I love it besides having to lay in my blind in my underwear because its so dam hot.


----------



## shooteminthelips (Jun 13, 2007)

The was this summer is shapping up. Shouldnt have to worry about sweating anything up.


----------



## northdakotakid (May 12, 2004)

Comining rye today ... Next week there will be plenty of fields opened up and combined.

Pay the man at the pump and I would knock on some doors ... If its posted you have a better chance that it will only be you on opener. But good luck catching a farmer at his house for the next month... Long standing relationships pay off this time of year.

Open wallet, insert pump, view through window, find birds, contact landowner ... Just like evryone else. Window time, I love this time of year.


----------



## barebackjack (Sep 5, 2006)

Theres gonna be some off, but it will be less than this time last year.

Ive seen a few fields that will be ready in the next week, but most look to be 2-4 weeks away. Ive seen acreage that is near ready all the way to soft dough yet (which is a LONG ways away from being cut).

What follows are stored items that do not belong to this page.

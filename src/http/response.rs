use std::fmt;
use std::fs::File;

use bytes::Bytes;
use tokio::io::AsyncWriteExt;

use crate::http::error::ResponseError;
use crate::http::headers::Headers;
use crate::http::request::Version;
use crate::http::writer::{self, Sink, chunk_wrap};

/// Value of the `Server` header.
pub const SERVER_NAME: &str = concat!("hearth/", env!("CARGO_PKG_VERSION"));

/// HTTP status codes the server produces on its own.
///
/// Handlers may use any code through [`Status::new`].
#[derive(Debug, Clone, Copy, PartialEq, Eq)]
pub enum StatusCode {
    /// 100 Continue
    Continue,
    /// 200 OK
    Ok,
    /// 201 Created
    Created,
    /// 204 No Content
    NoContent,
    /// 304 Not Modified
    NotModified,
    /// 400 Bad Request
    BadRequest,
    /// 403 Forbidden
    Forbidden,
    /// 404 Not Found
    NotFound,
    /// 405 Method Not Allowed
    MethodNotAllowed,
    /// 414 URI Too Long
    UriTooLong,
    /// 431 Request Header Fields Too Large
    HeaderFieldsTooLarge,
    /// 500 Internal Server Error
    InternalServerError,
}

impl StatusCode {
    /// Returns the numeric HTTP status code.
    ///
    /// ```
    /// # use hearth::http::response::StatusCode;
    /// assert_eq!(StatusCode::Ok.as_u16(), 200);
    /// assert_eq!(StatusCode::UriTooLong.as_u16(), 414);
    /// ```
    pub fn as_u16(&self) -> u16 {
        match self {
            StatusCode::Continue => 100,
            StatusCode::Ok => 200,
            StatusCode::Created => 201,
            StatusCode::NoContent => 204,
            StatusCode::NotModified => 304,
            StatusCode::BadRequest => 400,
            StatusCode::Forbidden => 403,
            StatusCode::NotFound => 404,
            StatusCode::MethodNotAllowed => 405,
            StatusCode::UriTooLong => 414,
            StatusCode::HeaderFieldsTooLarge => 431,
            StatusCode::InternalServerError => 500,
        }
    }

    /// Returns the standard HTTP reason phrase for this status code.
    pub fn reason_phrase(&self) -> &'static str {
        match self {
            StatusCode::Continue => "Continue",
            StatusCode::Ok => "OK",
            StatusCode::Created => "Created",
            StatusCode::NoContent => "No Content",
            StatusCode::NotModified => "Not Modified",
            StatusCode::BadRequest => "Bad Request",
            StatusCode::Forbidden => "Forbidden",
            StatusCode::NotFound => "Not Found",
            StatusCode::MethodNotAllowed => "Method Not Allowed",
            StatusCode::UriTooLong => "URI Too Long",
            StatusCode::HeaderFieldsTooLarge => "Request Header Fields Too Large",
            StatusCode::InternalServerError => "Internal Server Error",
        }
    }

    pub fn from_u16(code: u16) -> Option<Self> {
        [
            StatusCode::Continue,
            StatusCode::Ok,
            StatusCode::Created,
            StatusCode::NoContent,
            StatusCode::NotModified,
            StatusCode::BadRequest,
            StatusCode::Forbidden,
            StatusCode::NotFound,
            StatusCode::MethodNotAllowed,
            StatusCode::UriTooLong,
            StatusCode::HeaderFieldsTooLarge,
            StatusCode::InternalServerError,
        ]
        .into_iter()
        .find(|s| s.as_u16() == code)
    }
}

/// Status line payload: code plus reason phrase.
#[derive(Debug, Clone, PartialEq, Eq)]
pub struct Status {
    pub code: u16,
    pub reason: String,
}

impl Status {
    pub fn new(code: u16, reason: impl Into<String>) -> Self {
        Self {
            code,
            reason: reason.into(),
        }
    }

    /// Parses `"200 OK"`. A missing reason falls back to the standard
    /// phrase when the code is known.
    pub fn parse(line: &str) -> Option<Self> {
        let line = line.trim();
        let (code, reason) = line.split_once(' ').unwrap_or((line, ""));
        let code: u16 = code.parse().ok()?;
        if !(100..=999).contains(&code) {
            return None;
        }
        let reason = match reason.trim() {
            "" => StatusCode::from_u16(code)
                .map(|s| s.reason_phrase())
                .unwrap_or("")
                .to_string(),
            r => r.to_string(),
        };
        Some(Self { code, reason })
    }

    /// 1xx, 204 and 304 responses never carry a body.
    pub fn allows_body(&self) -> bool {
        !(self.code < 200 || self.code == 204 || self.code == 304)
    }
}

impl From<StatusCode> for Status {
    fn from(status: StatusCode) -> Self {
        Self::new(status.as_u16(), status.reason_phrase())
    }
}

impl fmt::Display for Status {
    fn fmt(&self, f: &mut fmt::Formatter<'_>) -> fmt::Result {
        write!(f, "{} {}", self.code, self.reason)
    }
}

/// File region sent as a response body.
#[derive(Debug)]
pub struct FileBody {
    pub file: File,
    pub offset: u64,
    pub length: u64,
}

/// Response body producer.
pub enum Body {
    /// Byte parts sent in order.
    Iter(Box<dyn Iterator<Item = Bytes> + Send>),
    /// File region, eligible for zero-copy transmission.
    File(FileBody),
}

impl Body {
    pub fn empty() -> Self {
        Body::Iter(Box::new(std::iter::empty()))
    }

    pub fn from_bytes(data: impl Into<Bytes>) -> Self {
        Body::Iter(Box::new(std::iter::once(data.into())))
    }

    pub fn from_parts(parts: Vec<Bytes>) -> Self {
        Body::Iter(Box::new(parts.into_iter()))
    }

    pub fn from_file(file: File, offset: u64, length: u64) -> Self {
        Body::File(FileBody {
            file,
            offset,
            length,
        })
    }
}

impl fmt::Debug for Body {
    fn fmt(&self, f: &mut fmt::Formatter<'_>) -> fmt::Result {
        match self {
            Body::Iter(_) => f.write_str("Body::Iter(..)"),
            Body::File(file) => f.debug_tuple("Body::File").field(file).finish(),
        }
    }
}

/// Response for one request, written straight to the connection.
///
/// Status and headers must be final before the first byte goes out. Writing
/// body bytes sends the head implicitly; sending the head explicitly a second
/// time is an error.
pub struct Response<'c> {
    version: Version,
    status: Option<Status>,
    pub headers: Headers,
    body: Body,
    should_close: bool,
    head_only: bool,
    zero_copy: bool,
    chunked: bool,
    headers_sent: bool,
    finished: bool,
    sink: &'c mut dyn Sink,
}

impl<'c> Response<'c> {
    pub fn new(sink: &'c mut dyn Sink, version: Version, should_close: bool) -> Self {
        let mut headers = Headers::new();
        headers.set("Server", SERVER_NAME);
        Self {
            version,
            status: None,
            headers,
            body: Body::empty(),
            should_close,
            head_only: false,
            zero_copy: false,
            chunked: false,
            headers_sent: false,
            finished: false,
            sink,
        }
    }

    /// Allow `sendfile` for file bodies.
    pub fn with_zero_copy(mut self, enabled: bool) -> Self {
        self.zero_copy = enabled;
        self
    }

    /// Suppress the body, as for `HEAD`.
    pub fn with_head_only(mut self, head_only: bool) -> Self {
        self.head_only = head_only;
        self
    }

    pub fn version(&self) -> Version {
        self.version
    }

    pub fn status(&self) -> Option<&Status> {
        self.status.as_ref()
    }

    pub fn set_status(&mut self, status: impl Into<Status>) {
        self.status = Some(status.into());
    }

    pub fn set_body(&mut self, body: Body) {
        self.body = body;
    }

    pub fn should_close(&self) -> bool {
        self.should_close
    }

    /// Close the connection after this response regardless of what the
    /// client asked for.
    pub fn force_close(&mut self) {
        self.should_close = true;
    }

    pub fn headers_sent(&self) -> bool {
        self.headers_sent
    }

    /// Sets status, `Content-Type`, `Content-Length` and an in-memory body.
    pub fn reply(&mut self, status: impl Into<Status>, content_type: &str, body: impl Into<Bytes>) {
        let body = body.into();
        self.set_status(status);
        self.headers.set("Content-Type", content_type);
        self.headers.set("Content-Length", body.len().to_string());
        self.body = Body::from_bytes(body);
    }

    /// Replaces anything prepared so far with a plain-text error that closes
    /// the connection. Only valid before the head is sent.
    pub fn error(&mut self, status: StatusCode) -> Result<(), ResponseError> {
        if self.headers_sent {
            return Err(ResponseError::HeadersAlreadySent);
        }
        let mut headers = Headers::new();
        headers.set("Server", SERVER_NAME);
        self.headers = headers;
        self.force_close();
        let text = format!("{} {}", status.as_u16(), status.reason_phrase());
        self.reply(status, "text/plain", text);
        Ok(())
    }

    /// Whether the body goes out chunked.
    ///
    /// Fixed once the head is sent. Before that it is chunked iff the wire
    /// version is HTTP/1.1 and either the handler asked for it or no
    /// `Content-Length` is set.
    pub fn is_chunked(&self) -> bool {
        if self.headers_sent {
            return self.chunked;
        }
        self.wants_chunked()
    }

    fn wants_chunked(&self) -> bool {
        let body_allowed = self.status.as_ref().is_none_or(|s| s.allows_body());
        if !body_allowed || self.version < Version::Http11 {
            false
        } else if self.headers.has_token("Transfer-Encoding", "chunked") {
            true
        } else if self.headers.contains("Content-Length") {
            false
        } else {
            self.version >= Version::Http11
        }
    }

    /// Serialized status line and headers.
    pub fn header_dump(&mut self) -> Result<Vec<u8>, ResponseError> {
        let status = self.status.clone().ok_or(ResponseError::StatusNotSet)?;
        self.chunked = self.wants_chunked();
        if !self.chunked {
            self.headers.remove("Transfer-Encoding");
        }

        // Without length or chunking the body is delimited by close.
        if !self.chunked && status.allows_body() && !self.headers.contains("Content-Length") {
            self.should_close = true;
        }

        let date = writer::http_date_now();
        let connection = if self.should_close { "close" } else { "keep-alive" };
        let mut extra = vec![("Date", date.as_str()), ("Connection", connection)];
        if self.chunked && !self.headers.has_token("Transfer-Encoding", "chunked") {
            extra.push(("Transfer-Encoding", "chunked"));
        }

        Ok(writer::serialize_head(
            self.version,
            &status,
            &extra,
            &self.headers,
        ))
    }

    /// Sends the status line and headers.
    ///
    /// Calling this after the head went out is a programming error and
    /// fails with [`ResponseError::HeadersAlreadySent`].
    pub async fn send_header(&mut self) -> Result<(), ResponseError> {
        if self.headers_sent {
            return Err(ResponseError::HeadersAlreadySent);
        }
        let head = self.header_dump()?;
        self.sink.write_all(&head).await?;
        self.headers_sent = true;
        Ok(())
    }

    /// Writes body bytes immediately, sending the head first if needed.
    pub async fn write(&mut self, data: &[u8]) -> Result<(), ResponseError> {
        if !self.headers_sent {
            self.send_header().await?;
        }
        if self.head_only || data.is_empty() {
            return Ok(());
        }
        if self.chunked {
            self.sink.write_all(&chunk_wrap(data)).await?;
        } else {
            self.sink.write_all(data).await?;
        }
        Ok(())
    }

    /// Sends whatever is left: the head if pending, the body, and the final
    /// chunk. Later calls do nothing.
    pub async fn flush(&mut self) -> Result<(), ResponseError> {
        if self.finished {
            return Ok(());
        }
        if !self.headers_sent {
            self.send_header().await?;
        }

        let body = std::mem::replace(&mut self.body, Body::empty());
        if !self.head_only {
            match body {
                Body::Iter(parts) => {
                    for part in parts {
                        if part.is_empty() {
                            continue;
                        }
                        if self.chunked {
                            self.sink.write_all(&chunk_wrap(&part)).await?;
                        } else {
                            self.sink.write_all(&part).await?;
                        }
                    }
                }
                Body::File(FileBody {
                    file,
                    offset,
                    length,
                }) => {
                    if self.chunked && length > 0 {
                        self.sink
                            .write_all(format!("{:X}\r\n", length).as_bytes())
                            .await?;
                    }
                    writer::write_file(&mut *self.sink, &file, offset, length, self.zero_copy)
                        .await?;
                    if self.chunked && length > 0 {
                        self.sink.write_all(b"\r\n").await?;
                    }
                }
            }
            if self.chunked {
                self.sink.write_all(b"0\r\n\r\n").await?;
            }
        }

        self.sink.flush().await?;
        self.finished = true;
        Ok(())
    }
}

And ya, you august goose hunters are sooooo dedicated. :roll:


----------



## jwdinius1 (Dec 14, 2006)

1000, 100 or 1 field, it doesn't make a difference if you find the X and be where they want to be IMO :beer:


----------



## honker85 (Mar 12, 2008)

NDTerminator said:


> Doesn't look real good in the Lake Region. Beyond me why anyone would want to hunt geese in August, anyway...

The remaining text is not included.